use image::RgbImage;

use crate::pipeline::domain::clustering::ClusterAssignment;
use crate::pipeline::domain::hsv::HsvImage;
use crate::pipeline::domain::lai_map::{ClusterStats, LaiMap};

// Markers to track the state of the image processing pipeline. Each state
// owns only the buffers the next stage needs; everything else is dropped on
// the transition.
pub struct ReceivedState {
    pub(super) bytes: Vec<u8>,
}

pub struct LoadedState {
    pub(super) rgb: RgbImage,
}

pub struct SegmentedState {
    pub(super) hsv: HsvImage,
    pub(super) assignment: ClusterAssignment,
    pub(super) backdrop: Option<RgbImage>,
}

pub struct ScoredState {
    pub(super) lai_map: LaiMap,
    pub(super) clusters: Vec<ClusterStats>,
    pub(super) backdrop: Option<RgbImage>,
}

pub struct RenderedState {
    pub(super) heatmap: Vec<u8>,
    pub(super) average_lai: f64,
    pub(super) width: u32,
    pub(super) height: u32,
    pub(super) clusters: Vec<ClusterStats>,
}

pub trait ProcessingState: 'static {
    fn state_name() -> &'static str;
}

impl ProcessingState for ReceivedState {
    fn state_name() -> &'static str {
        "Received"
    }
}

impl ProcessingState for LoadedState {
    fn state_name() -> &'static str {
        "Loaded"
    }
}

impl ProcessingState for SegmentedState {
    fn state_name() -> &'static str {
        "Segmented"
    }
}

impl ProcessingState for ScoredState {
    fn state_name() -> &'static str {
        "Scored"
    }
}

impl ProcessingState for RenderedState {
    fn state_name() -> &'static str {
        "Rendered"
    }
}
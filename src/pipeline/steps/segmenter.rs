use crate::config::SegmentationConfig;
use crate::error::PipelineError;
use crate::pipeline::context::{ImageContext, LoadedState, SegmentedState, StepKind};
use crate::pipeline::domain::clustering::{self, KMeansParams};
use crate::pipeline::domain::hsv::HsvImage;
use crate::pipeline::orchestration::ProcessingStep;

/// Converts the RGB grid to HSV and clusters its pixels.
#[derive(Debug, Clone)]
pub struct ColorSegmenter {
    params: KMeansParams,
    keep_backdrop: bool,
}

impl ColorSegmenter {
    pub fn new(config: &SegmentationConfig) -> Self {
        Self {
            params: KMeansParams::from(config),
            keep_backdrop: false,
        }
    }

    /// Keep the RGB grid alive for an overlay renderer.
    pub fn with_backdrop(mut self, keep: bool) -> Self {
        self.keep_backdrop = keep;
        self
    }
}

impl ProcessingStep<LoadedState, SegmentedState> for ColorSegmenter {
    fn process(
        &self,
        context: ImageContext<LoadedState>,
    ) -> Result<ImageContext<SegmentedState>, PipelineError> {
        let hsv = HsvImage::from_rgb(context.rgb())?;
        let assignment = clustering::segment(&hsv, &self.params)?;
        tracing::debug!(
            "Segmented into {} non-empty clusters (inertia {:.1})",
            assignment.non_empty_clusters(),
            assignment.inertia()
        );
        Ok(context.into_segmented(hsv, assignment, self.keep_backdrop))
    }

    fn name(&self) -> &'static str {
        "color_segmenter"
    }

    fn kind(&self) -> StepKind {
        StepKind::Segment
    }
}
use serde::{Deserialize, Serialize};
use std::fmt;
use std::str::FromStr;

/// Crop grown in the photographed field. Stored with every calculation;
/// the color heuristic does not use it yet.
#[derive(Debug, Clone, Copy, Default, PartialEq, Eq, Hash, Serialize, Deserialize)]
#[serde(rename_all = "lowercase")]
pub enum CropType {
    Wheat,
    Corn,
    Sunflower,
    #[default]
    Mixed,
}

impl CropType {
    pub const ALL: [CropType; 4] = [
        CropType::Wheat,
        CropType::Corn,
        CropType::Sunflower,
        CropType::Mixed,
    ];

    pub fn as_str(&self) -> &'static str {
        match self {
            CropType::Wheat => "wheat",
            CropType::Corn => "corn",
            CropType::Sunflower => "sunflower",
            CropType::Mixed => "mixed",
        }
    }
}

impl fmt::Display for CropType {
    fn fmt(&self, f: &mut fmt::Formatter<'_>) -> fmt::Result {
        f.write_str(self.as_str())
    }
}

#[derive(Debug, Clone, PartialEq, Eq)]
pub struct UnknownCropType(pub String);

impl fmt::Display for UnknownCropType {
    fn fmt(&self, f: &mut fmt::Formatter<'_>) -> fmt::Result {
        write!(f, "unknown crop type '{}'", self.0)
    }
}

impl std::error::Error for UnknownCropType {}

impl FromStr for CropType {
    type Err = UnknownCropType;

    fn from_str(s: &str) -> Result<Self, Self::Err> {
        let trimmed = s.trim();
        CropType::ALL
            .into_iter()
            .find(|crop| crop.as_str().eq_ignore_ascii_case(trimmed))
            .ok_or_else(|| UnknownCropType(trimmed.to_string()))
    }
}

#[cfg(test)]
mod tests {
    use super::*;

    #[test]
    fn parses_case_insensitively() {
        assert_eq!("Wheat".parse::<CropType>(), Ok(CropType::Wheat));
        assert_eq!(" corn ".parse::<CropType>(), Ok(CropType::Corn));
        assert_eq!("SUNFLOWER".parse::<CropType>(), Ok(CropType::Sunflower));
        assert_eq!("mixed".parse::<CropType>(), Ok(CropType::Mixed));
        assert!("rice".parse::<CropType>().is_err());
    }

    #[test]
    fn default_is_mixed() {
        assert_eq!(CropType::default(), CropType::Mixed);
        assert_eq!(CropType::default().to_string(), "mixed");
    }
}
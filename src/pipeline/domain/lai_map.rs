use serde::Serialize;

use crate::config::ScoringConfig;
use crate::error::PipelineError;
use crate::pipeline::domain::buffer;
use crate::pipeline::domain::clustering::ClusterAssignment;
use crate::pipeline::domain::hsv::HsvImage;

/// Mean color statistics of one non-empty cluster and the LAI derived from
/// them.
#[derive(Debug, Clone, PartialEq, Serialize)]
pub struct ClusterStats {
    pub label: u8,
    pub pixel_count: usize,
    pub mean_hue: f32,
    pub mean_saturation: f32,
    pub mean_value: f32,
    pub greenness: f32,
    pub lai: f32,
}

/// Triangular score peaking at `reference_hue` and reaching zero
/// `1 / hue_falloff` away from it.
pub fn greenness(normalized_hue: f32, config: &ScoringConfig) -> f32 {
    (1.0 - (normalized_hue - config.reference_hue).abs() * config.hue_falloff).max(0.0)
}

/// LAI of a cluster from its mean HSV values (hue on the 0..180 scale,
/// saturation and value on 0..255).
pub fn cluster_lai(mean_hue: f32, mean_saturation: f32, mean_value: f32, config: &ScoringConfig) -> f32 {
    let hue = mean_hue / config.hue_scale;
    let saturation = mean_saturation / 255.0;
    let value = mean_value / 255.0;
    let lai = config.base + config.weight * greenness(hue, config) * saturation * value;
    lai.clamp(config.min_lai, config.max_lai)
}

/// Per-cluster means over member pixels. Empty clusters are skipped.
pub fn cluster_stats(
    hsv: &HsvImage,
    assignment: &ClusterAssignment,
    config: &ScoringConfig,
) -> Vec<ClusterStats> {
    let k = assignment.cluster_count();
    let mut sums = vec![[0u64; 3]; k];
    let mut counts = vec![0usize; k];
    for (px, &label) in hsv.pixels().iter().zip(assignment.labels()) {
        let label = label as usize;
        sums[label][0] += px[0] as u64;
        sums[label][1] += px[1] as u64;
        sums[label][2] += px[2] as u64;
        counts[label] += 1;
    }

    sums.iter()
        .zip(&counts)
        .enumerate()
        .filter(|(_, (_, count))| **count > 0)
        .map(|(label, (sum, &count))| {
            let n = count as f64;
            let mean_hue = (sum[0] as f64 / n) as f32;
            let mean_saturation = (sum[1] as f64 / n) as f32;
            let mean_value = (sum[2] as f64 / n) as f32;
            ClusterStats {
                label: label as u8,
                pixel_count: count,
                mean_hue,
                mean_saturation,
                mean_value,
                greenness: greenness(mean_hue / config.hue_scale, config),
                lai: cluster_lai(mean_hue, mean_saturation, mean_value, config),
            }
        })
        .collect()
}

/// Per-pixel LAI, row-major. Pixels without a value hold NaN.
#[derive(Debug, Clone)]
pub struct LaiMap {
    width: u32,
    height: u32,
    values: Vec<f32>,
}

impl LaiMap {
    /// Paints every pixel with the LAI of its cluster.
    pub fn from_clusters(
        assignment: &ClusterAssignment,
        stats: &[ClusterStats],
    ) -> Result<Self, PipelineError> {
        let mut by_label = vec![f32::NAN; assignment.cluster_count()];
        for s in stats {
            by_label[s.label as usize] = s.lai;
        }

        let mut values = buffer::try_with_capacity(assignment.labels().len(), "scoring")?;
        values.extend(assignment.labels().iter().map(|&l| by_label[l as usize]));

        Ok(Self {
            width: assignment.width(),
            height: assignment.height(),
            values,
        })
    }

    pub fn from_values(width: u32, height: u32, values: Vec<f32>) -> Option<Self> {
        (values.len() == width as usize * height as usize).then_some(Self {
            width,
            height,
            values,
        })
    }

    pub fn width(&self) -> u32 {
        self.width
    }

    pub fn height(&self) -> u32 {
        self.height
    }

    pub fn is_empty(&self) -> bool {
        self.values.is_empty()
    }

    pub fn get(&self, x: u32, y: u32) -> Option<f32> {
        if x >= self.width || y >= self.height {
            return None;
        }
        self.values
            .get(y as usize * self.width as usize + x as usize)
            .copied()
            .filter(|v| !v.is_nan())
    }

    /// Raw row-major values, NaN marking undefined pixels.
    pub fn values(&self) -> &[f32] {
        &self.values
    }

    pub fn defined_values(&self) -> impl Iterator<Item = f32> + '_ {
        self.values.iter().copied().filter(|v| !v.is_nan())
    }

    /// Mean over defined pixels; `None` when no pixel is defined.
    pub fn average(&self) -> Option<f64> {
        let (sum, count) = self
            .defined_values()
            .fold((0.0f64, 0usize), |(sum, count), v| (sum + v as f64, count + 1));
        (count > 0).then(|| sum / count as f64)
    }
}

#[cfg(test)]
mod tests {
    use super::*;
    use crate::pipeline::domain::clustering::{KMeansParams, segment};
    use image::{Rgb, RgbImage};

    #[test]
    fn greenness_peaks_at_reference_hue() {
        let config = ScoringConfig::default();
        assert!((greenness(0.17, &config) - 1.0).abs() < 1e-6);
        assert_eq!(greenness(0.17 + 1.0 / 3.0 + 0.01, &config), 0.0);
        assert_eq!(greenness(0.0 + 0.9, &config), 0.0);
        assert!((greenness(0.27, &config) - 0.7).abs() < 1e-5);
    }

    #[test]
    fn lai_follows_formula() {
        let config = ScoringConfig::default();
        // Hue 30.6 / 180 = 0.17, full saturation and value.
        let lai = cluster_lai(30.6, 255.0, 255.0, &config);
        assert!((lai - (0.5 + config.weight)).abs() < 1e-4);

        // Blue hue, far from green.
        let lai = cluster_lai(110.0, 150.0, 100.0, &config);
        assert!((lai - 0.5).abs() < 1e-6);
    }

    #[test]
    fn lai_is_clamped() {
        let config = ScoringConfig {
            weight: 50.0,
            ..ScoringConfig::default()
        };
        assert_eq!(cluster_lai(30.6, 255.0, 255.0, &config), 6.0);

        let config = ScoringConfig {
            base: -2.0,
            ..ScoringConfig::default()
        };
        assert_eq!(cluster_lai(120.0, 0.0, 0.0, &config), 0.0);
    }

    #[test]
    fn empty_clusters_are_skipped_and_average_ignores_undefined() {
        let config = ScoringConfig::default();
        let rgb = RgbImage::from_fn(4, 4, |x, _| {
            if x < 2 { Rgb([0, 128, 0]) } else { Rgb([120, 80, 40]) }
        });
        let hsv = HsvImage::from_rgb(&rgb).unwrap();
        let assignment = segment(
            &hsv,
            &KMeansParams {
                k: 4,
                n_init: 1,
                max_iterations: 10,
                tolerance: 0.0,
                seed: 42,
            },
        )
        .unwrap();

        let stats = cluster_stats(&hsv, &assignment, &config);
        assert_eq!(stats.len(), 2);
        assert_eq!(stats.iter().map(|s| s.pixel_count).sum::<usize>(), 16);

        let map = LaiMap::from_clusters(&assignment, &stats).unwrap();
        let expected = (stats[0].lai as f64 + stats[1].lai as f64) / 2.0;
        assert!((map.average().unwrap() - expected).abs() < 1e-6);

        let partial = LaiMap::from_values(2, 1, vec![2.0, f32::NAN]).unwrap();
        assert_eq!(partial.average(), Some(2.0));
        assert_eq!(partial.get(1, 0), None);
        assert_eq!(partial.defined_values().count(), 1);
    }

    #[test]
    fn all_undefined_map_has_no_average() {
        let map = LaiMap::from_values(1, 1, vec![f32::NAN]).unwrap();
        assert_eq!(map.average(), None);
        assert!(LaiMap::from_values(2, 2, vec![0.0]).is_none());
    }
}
※
> Problem details
Each line from the start of the records through the line holding "use crate::pipeline::orchestration::ProcessingStep;" must be returned exactly; nothing else belongs in the answer.

> Result for this task
use image::RgbImage;

use crate::pipeline::domain::clustering::ClusterAssignment;
use crate::pipeline::domain::hsv::HsvImage;
use crate::pipeline::domain::lai_map::{ClusterStats, LaiMap};

// Markers to track the state of the image processing pipeline. Each state
// owns only the buffers the next stage needs; everything else is dropped on
// the transition.
pub struct ReceivedState {
    pub(super) bytes: Vec<u8>,
}

pub struct LoadedState {
    pub(super) rgb: RgbImage,
}

pub struct SegmentedState {
    pub(super) hsv: HsvImage,
    pub(super) assignment: ClusterAssignment,
    pub(super) backdrop: Option<RgbImage>,
}

pub struct ScoredState {
    pub(super) lai_map: LaiMap,
    pub(super) clusters: Vec<ClusterStats>,
    pub(super) backdrop: Option<RgbImage>,
}

pub struct RenderedState {
    pub(super) heatmap: Vec<u8>,
    pub(super) average_lai: f64,
    pub(super) width: u32,
    pub(super) height: u32,
    pub(super) clusters: Vec<ClusterStats>,
}

pub trait ProcessingState: 'static {
    fn state_name() -> &'static str;
}

impl ProcessingState for ReceivedState {
    fn state_name() -> &'static str {
        "Received"
    }
}

impl ProcessingState for LoadedState {
    fn state_name() -> &'static str {
        "Loaded"
    }
}

impl ProcessingState for SegmentedState {
    fn state_name() -> &'static str {
        "Segmented"
    }
}

impl ProcessingState for ScoredState {
    fn state_name() -> &'static str {
        "Scored"
    }
}

impl ProcessingState for RenderedState {
    fn state_name() -> &'static str {
        "Rendered"
    }
}
filename src/pipeline/steps/segmenter.rs
use crate::config::SegmentationConfig;
use crate::error::PipelineError;
use crate::pipeline::context::{ImageContext, LoadedState, SegmentedState, StepKind};
use crate::pipeline::domain::clustering::{self, KMeansParams};
use crate::pipeline::domain::hsv::HsvImage;
use crate::pipeline::orchestration::ProcessingStep;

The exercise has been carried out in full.